Her gün gül kokuları yerine dikenler batıyor yüreğimize. Birçoğumuzun “alıştık” artık sözcüğü zoruna gitse de, bizler hain pusularda yok olan şehitlerimize alışırken Dünya da denizlerde boğulan “mültecilere” alıştı artık.
Dilerim en kısa zamanda hainlere hadleri bildirilir. Acaba bugün kaç şehit var sorusunu sormayız.
Rabbim tüm şehitlerimizin ailelerine sabırlar versin diyorum. Unutmayalım ki !
Ne yaparsak yapalım yetimin gözünden silsek de akan yaşlarını yüreğine aldığı yarayı asla saramayız.
Rabbim şu mübarek günlerin yüzü suyu hürmetine Milletimize ve Devletimize zeval vermesin.
************************
Günlerdir yağan yağmurun ardından güneşi gördüğümüz gibi elbette şehit haberi olmayan günleri de olacak memleketimin.,.
Böyle zamanlarda kendimi toprakla iç içe bulurum. Çünkü toprak bana nereden geldiğimi ve nereye gideceğimi hatırlatır.
Yine günlerden güneş ile toprak. Yağmurdan sonra vermiş olduğu mistik kokusu güneşin ışıkları ile buluşunca bir başka güzel oluyor insan.
Öğle saatlerinde bir yakamoz misali gözümün içine vuran şavku ile sersemledim. Bir “yılan” o kadar güzel uzanmış ki hayran olmamak mümkün değil. Usul usul konuşmaya başladım. Ben yılanları çok severim. ‘Yılandan korkmam yalandan korktuğum kadar.’ Konuşma uzadıkça yılan hareketsiz kaldı. Acaba dedim biri öldürdü de buraya mı bıraktı. Neden hareket etmiyor diye düşünürken usulca toprağın altına kaynamaya başladı. Bunca yıllık ömrümde ilk kez sırtı mavi benekli bir yılan görmenin hoşluğuna mı yanayım yoksa konuştuklarımla acaba canını mı sıktım düşüncesine mi .?
Son anda aklıma gelip beni mest eden yılanın fotoğrafını çekip sosyal medyada paylaştığımda birçok arkadaşımın fotoğraf görüntüsünden dahi korkması içimizde ki sevginin doğaya karşı yok olma duygusunu taşıyordu.
Derken komşumun tatile giderken emanet ettiği tavukları geldi aklıma. Onlarda güneşten nasibini almalıydılar. Biraz haylazdı tavuklar. İlk fırsatta hemen tarlaya kaçıp ne var ne yok talan eden cinsten. Onları dışarı salmadan önce pazarlık yapmalıydım.

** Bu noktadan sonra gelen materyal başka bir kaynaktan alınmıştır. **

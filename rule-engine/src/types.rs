//! Core types for analytical classification

use chrono::{DateTime, Utc};
use rust_decimal::Decimal;
use serde::{Deserialize, Serialize};
use uuid::Uuid;

/// Cost center identifier
#[derive(Debug, Clone, PartialEq, Eq, Hash, Serialize, Deserialize)]
pub struct CostCenterId(String);

impl CostCenterId {
    /// Create new cost center ID
    pub fn new(id: impl Into<String>) -> Self {
        Self(id.into())
    }

    /// Get as string
    pub fn as_str(&self) -> &str {
        &self.0
    }
}

impl std::fmt::Display for CostCenterId {
    fn fmt(&self, f: &mut std::fmt::Formatter<'_>) -> std::fmt::Result {
        write!(f, "{}", self.0)
    }
}

/// Analytical account identifier (management-reporting tag, distinct
/// from the cost center)
#[derive(Debug, Clone, PartialEq, Eq, Hash, Serialize, Deserialize)]
pub struct AnalyticalAccountId(String);

impl AnalyticalAccountId {
    /// Create new analytical account ID
    pub fn new(id: impl Into<String>) -> Self {
        Self(id.into())
    }

    /// Get as string
    pub fn as_str(&self) -> &str {
        &self.0
    }
}

impl std::fmt::Display for AnalyticalAccountId {
    fn fmt(&self, f: &mut std::fmt::Formatter<'_>) -> std::fmt::Result {
        write!(f, "{}", self.0)
    }
}

/// Lifecycle status shared by rules and cost centers.
///
/// There is no hard delete: retirement is a transition to `Inactive`.
#[derive(Debug, Clone, Copy, PartialEq, Eq, Serialize, Deserialize)]
pub enum EntityStatus {
    /// In use
    Active,
    /// Soft-deleted; never evaluated or assignable
    Inactive,
}

/// An organizational unit against which spend and budgets are tracked
#[derive(Debug, Clone, Serialize, Deserialize)]
pub struct CostCenter {
    /// Identifier
    pub id: CostCenterId,

    /// Display name
    pub name: String,

    /// Active / soft-deleted
    pub status: EntityStatus,
}

/// Text fields of a transaction snapshot a condition can inspect
#[derive(Debug, Clone, Copy, PartialEq, Eq, Serialize, Deserialize)]
pub enum TextField {
    /// Counterpart/contact type (e.g. "VENDOR", "CUSTOMER")
    CounterpartType,
    /// Product category, when present
    ProductCategory,
    /// Free-text description, when present
    Description,
}

/// A single predicate over a transaction snapshot.
///
/// Conditions are a closed set of kinds so the matcher stays
/// exhaustively checkable. All text comparisons are case-insensitive;
/// numeric bounds are inclusive.
#[derive(Debug, Clone, Serialize, Deserialize)]
pub enum Condition {
    /// Amount within `[min, max]`; either bound may be open
    AmountRange {
        /// Inclusive lower bound
        min: Option<Decimal>,
        /// Inclusive upper bound
        max: Option<Decimal>,
    },

    /// Exact (case-insensitive) match on a text field
    FieldEquals {
        /// Field to inspect
        field: TextField,
        /// Expected value
        value: String,
    },

    /// Case-insensitive substring match on a text field
    FieldContains {
        /// Field to inspect
        field: TextField,
        /// Substring to look for
        value: String,
    },

    /// Exact-tag match against the snapshot's tag list
    TagMatch {
        /// Tag to look for (case-insensitive)
        tag: String,
    },
}

impl Condition {
    /// Evaluate this condition against a snapshot
    pub fn matches(&self, snapshot: &TransactionSnapshot) -> bool {
        match self {
            Condition::AmountRange { min, max } => {
                if let Some(min) = min {
                    if snapshot.amount < *min {
                        return false;
                    }
                }
                if let Some(max) = max {
                    if snapshot.amount > *max {
                        return false;
                    }
                }
                true
            }
            Condition::FieldEquals { field, value } => match snapshot.text_field(*field) {
                Some(actual) => actual.eq_ignore_ascii_case(value),
                None => false,
            },
            Condition::FieldContains { field, value } => match snapshot.text_field(*field) {
                Some(actual) => actual.to_lowercase().contains(&value.to_lowercase()),
                None => false,
            },
            Condition::TagMatch { tag } => snapshot
                .tags
                .iter()
                .any(|t| t.eq_ignore_ascii_case(tag)),
        }
    }

    /// Validate internal consistency (e.g. inverted bounds)
    pub fn validate(&self) -> crate::Result<()> {
        match self {
            Condition::AmountRange {
                min: Some(min),
                max: Some(max),
            } if min > max => Err(crate::Error::Validation(format!(
                "amount range lower bound {} exceeds upper bound {}",
                min, max
            ))),
            Condition::FieldEquals { value, .. } | Condition::FieldContains { value, .. }
                if value.is_empty() =>
            {
                Err(crate::Error::Validation(
                    "text condition value must not be empty".to_string(),
                ))
            }
            Condition::TagMatch { tag } if tag.is_empty() => Err(crate::Error::Validation(
                "tag condition must not be empty".to_string(),
            )),
            _ => Ok(()),
        }
    }
}

/// Classification target of a rule
#[derive(Debug, Clone, PartialEq, Eq, Serialize, Deserialize)]
pub struct ClassificationTarget {
    /// Cost center to assign
    pub cost_center_id: CostCenterId,

    /// Analytical account to assign
    pub analytical_account_id: AnalyticalAccountId,
}

/// A condition-action pair that auto-assigns a cost center and
/// analytical account to a transaction
#[derive(Debug, Clone, Serialize, Deserialize)]
pub struct AnalyticalRule {
    /// Rule ID
    pub id: Uuid,

    /// Display name
    pub name: String,

    /// Evaluation priority; lower is evaluated first. Priorities need
    /// not be unique — creation time breaks ties.
    pub priority: i32,

    /// Predicates combined with AND semantics
    pub conditions: Vec<Condition>,

    /// Target assigned when every condition matches
    pub target: ClassificationTarget,

    /// Active / inactive (inactive rules are never evaluated)
    pub status: EntityStatus,

    /// Creation timestamp (tie-break for equal priorities)
    pub created_at: DateTime<Utc>,
}

impl AnalyticalRule {
    /// True when every condition matches the snapshot.
    ///
    /// A rule with no conditions is a catch-all.
    pub fn matches(&self, snapshot: &TransactionSnapshot) -> bool {
        self.conditions.iter().all(|c| c.matches(snapshot))
    }
}

/// Read-only snapshot of the transaction attributes needed for
/// predicate evaluation
#[derive(Debug, Clone, Serialize, Deserialize)]
pub struct TransactionSnapshot {
    /// Transaction amount
    pub amount: Decimal,

    /// Counterpart/contact type (e.g. "VENDOR", "CUSTOMER")
    pub counterpart_type: String,

    /// Product category, when known
    pub product_category: Option<String>,

    /// Free-text tags
    pub tags: Vec<String>,

    /// Free-text description
    pub description: Option<String>,
}

impl TransactionSnapshot {
    fn text_field(&self, field: TextField) -> Option<&str> {
        match field {
            TextField::CounterpartType => Some(self.counterpart_type.as_str()),
            TextField::ProductCategory => self.product_category.as_deref(),
            TextField::Description => self.description.as_deref(),
        }
    }
}

/// A successful classification
#[derive(Debug, Clone, PartialEq, Eq, Serialize, Deserialize)]
pub struct Classification {
    /// Rule that produced the classification
    pub rule_id: Uuid,

    /// Assigned cost center
    pub cost_center_id: CostCenterId,

    /// Assigned analytical account
    pub analytical_account_id: AnalyticalAccountId,
}

/// Outcome of a matcher evaluation
#[derive(Debug, Clone, PartialEq, Eq, Serialize, Deserialize)]
pub enum MatchOutcome {
    /// The first fully-matching rule's target
    Classified(Classification),

    /// No active rule matched
    Unclassified,
}

/// Acting user, reduced to the capability the core actually checks
#[derive(Debug, Clone, Serialize, Deserialize)]
pub struct Actor {
    /// Stable identifier of the acting user
    pub id: String,

    /// Whether the actor may mutate rules, cost centers and budgets
    pub is_admin: bool,
}

impl Actor {
    /// An administrator
    pub fn admin(id: impl Into<String>) -> Self {
        Self {
            id: id.into(),
            is_admin: true,
        }
    }

    /// A regular user
    pub fn user(id: impl Into<String>) -> Self {
        Self {
            id: id.into(),
            is_admin: false,
        }
    }
}
//! Analytical rule engine
//!
//! Rule-based auto-classification of financial transactions to cost
//! centers and analytical accounts. Rules are ordered predicates over a
//! read-only transaction snapshot; the first full match wins.

#![forbid(unsafe_code)]
#![warn(missing_docs)]

pub mod error;
pub mod matcher;
pub mod store;
pub mod types;

pub use error::{Error, Result};
pub use matcher::RuleMatcher;
pub use store::{CachedRuleStore, InMemoryRuleStore, RuleStore};
pub use types::*;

Sizler tavuk olabilirsiniz. Biliyorum ki konuşulan her kelimeyi anlayabilirsiniz. Eğer uslu durmaz tellerin ardından tarlaya kaçarsanız sizi dışarıya çıkarmam ve burada hapis kalırsınız. Yok, çıkmayız diyorsanız sizi serbest bırakacağım dedim.
Aman Allah’ım o da ne; akşama kadar sözümü dinleyip kendilerine ayrılan alandan hiç çıkmadıkları gibi akşam olduğunda kendiliğinden kümeslerine girmişlerdi. Canlıya değer vermek bu olsa gerek. Ne demiş atalarımız “tatlı dil yılanı deliğinden çıkardığı gibi etinden, yumurtasından yararlandığımız tavuğunda kendi sahasında kalmasına neden olmuştu.”
Demek istediğim o ki insanoğlu isterse güzellikle her işin üstesinden gelebilir. Yeter ki işin içine çıkarları girmesin.